One universal truth we can all agree with is that mothers are superheroes.
Abby Bailiff, 28, was set to graduate from UNC Greensboro School of Nursing May 4, just a few days after she was due with her first child. But when her due date, April 27, came and went, she became nervous.
“Every day past 40 weeks I was like, ‘Oh gosh. This is getting closer and closer,'” she told Good Morning America.
She was induced on May 2, and on May 3 at 3:08 p.m. her son Bodie was born.
“It was not the original plan to be that close to graduation … but Bodie had other plans.”
After spending the night in the hospital, she realized there was still time to make it to her graduation. Even though she had just given birth less than 24 hours ago, Bailiff said she was “still debating on whether I was going [to graduation] or not, because I didn’t want to be, like, a bad mom and just up and leave him right when I got home.”
“I don’t know if it was still adrenaline pumping in my system from delivery, but I was like ‘I think I can do this,’” Bailiff told UNC Greensboro. “And my husband and my family were here, and they were like ‘You know what. If you feel like going, do it. You deserve it. We’ll go. We’ll support you.’ And my husband was like ‘I’ll stay home with the baby.’”
The new mom made it to the graduation ceremony just in time.
“I remember walking into the gymnasium for graduation, and everybody’s just cheering and standing and there’s a huge crowd,” she said. “I don’t know if it was a mix of the hormones or just how overwhelmed I was feeling, but I just started crying. It was just an overwhelming feeling of I just accomplished so much within the last couple of days. It just felt really good.”
Bailiff, whose mother, grandmother, and husband are nurses, began the doctor of nursing program in Fall 2020. She was inspired to earn her DNP in adult-gerontological primary care nurse practitioner (AGPCNP) concentration after working in the neurotrauma intensive care unit and seeing the effects people who weren’t educated about their health.

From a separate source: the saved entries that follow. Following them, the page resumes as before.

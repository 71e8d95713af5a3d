mod logging;

use std::path::PathBuf;

use anyhow::Result;
use clap::{Parser, Subcommand};
use revu_sync::PipelineConfig;

use crate::logging::LogSession;

#[derive(Debug, Parser)]
#[command(name = "revu")]
#[command(about = "App store review collection, cleaning and EDA reports")]
struct Cli {
    #[command(subcommand)]
    command: Option<Commands>,
}

#[derive(Debug, Subcommand)]
enum Commands {
    /// Collect (or load), clean and persist one batch of reviews.
    Run,
    /// Write EDA summaries for a processed review CSV.
    Summarize {
        #[arg(long)]
        csv: PathBuf,
        /// Defaults to ./reports/eda.
        #[arg(long)]
        outdir: Option<PathBuf>,
    },
    /// Apply the SQLite schema to the configured database.
    Migrate,
}

#[tokio::main(flavor = "current_thread")]
async fn main() -> Result<()> {
    let cli = Cli::parse();
    let config = PipelineConfig::from_env();
    let _logs = LogSession::start(&config.logs_dir, "pipeline")?;

    match cli.command.unwrap_or(Commands::Run) {
        Commands::Run => {
            let summary = revu_sync::run_pipeline_from_env().await?;
            println!(
                "run complete: run_id={} raw={} processed={} db_rows={} processed_csv={}",
                summary.run_id,
                summary.rows_raw,
                summary.rows_processed,
                summary
                    .rows_upserted
                    .map_or_else(|| "skipped".to_string(), |n| n.to_string()),
                summary.processed_csv.display()
            );
        }
        Commands::Summarize { csv, outdir } => {
            let paths = revu_report::write_report(&csv, outdir.as_deref()).await?;
            println!("Saved:\n- {}\n- {}", paths.json.display(), paths.markdown.display());
            if let Some(time_csv) = paths.time_csv {
                println!("- {}", time_csv.display());
            }
        }
        Commands::Migrate => {
            let db_path = revu_sync::migrate_from_env().await?;
            println!("schema applied: {}", db_path.display());
        }
    }

    Ok(())
}

#[cfg(test)]
mod tests {
    use super::*;
    use clap::CommandFactory;

    #[test]
    fn cli_definition_is_consistent() {
        Cli::command().debug_assert();
    }

    #[test]
    fn no_subcommand_means_run() {
        let cli = Cli::try_parse_from(["revu"]).unwrap();
        assert!(cli.command.is_none());
    }

    #[test]
    fn summarize_takes_csv_and_optional_outdir() {
        let cli = Cli::try_parse_from(["revu", "summarize", "--csv", "data/processed/x.csv"]).unwrap();
        match cli.command {
            Some(Commands::Summarize { csv, outdir }) => {
                assert_eq!(csv, PathBuf::from("data/processed/x.csv"));
                assert!(outdir.is_none());
            }
            other => panic!("unexpected command: {other:?}"),
        }
        assert!(Cli::try_parse_from(["revu", "summarize"]).is_err());
    }
}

As if attending school and working as a nurse full time during a pandemic wasn’t hard enough, during the final weeks of her program Bailiff passed her clinicals and her board exam.
“I want other women to know, especially people that are in school and they get pregnant and they want to do this or they want to do that, we can do anything we want to do,” the new mother said. “We just have to set our minds to it. I know that sounds cliché, but that whole video kind of just put it into perspective.”
Moms are superheroes! There’s no other way to describe them.
Congratulations, Abby. You have such a bright future ahead of you.